--- Recorded data ---
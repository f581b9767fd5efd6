//! Port-forward command - supervised access to one component

use clap::ValueEnum;

use vistactl_kube::PortForward;

use super::TargetArgs;
use crate::display;
use crate::error::Result;

/// The stack component to forward to
#[derive(Debug, Clone, Copy, PartialEq, Eq, ValueEnum)]
pub enum Component {
    Server,
    ImageServer,
    Frontend,
}

impl Component {
    /// Service name suffix for this component
    pub fn service_suffix(self) -> &'static str {
        match self {
            Component::Server => "server",
            Component::ImageServer => "image-server",
            Component::Frontend => "frontend",
        }
    }

    /// The port the component's service listens on
    pub fn default_port(self) -> u16 {
        match self {
            Component::Server => 8000,
            Component::ImageServer => 8888,
            Component::Frontend => 8501,
        }
    }
}

/// Run the port-forward command; blocks until Ctrl-C
pub async fn run(
    target: &TargetArgs,
    component: Component,
    local_port: Option<u16>,
    remote_port: Option<u16>,
) -> Result<()> {
    let remote = remote_port.unwrap_or_else(|| component.default_port());
    let local = local_port.unwrap_or(remote);

    let forward = PortForward {
        kubeconfig: target.kubeconfig_path(),
        namespace: target.namespace.clone(),
        target: format!("svc/{}-{}", target.release, component.service_suffix()),
        local_port: local,
        remote_port: remote,
    };

    display::step(&format!(
        "forwarding localhost:{} -> {} (Ctrl-C to stop)",
        local, forward.target
    ));
    if component == Component::Frontend {
        println!("  open http://localhost:{} in your browser", local);
    }

    forward.run().await?;
    display::done("port-forward stopped");
    Ok(())
}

--- Work order ---
Among the lines of the data, find every one that holds "format" and copy it.

--- Response to this task ---
        target: format!("svc/{}-{}", target.release, component.service_suffix()),
    display::step(&format!(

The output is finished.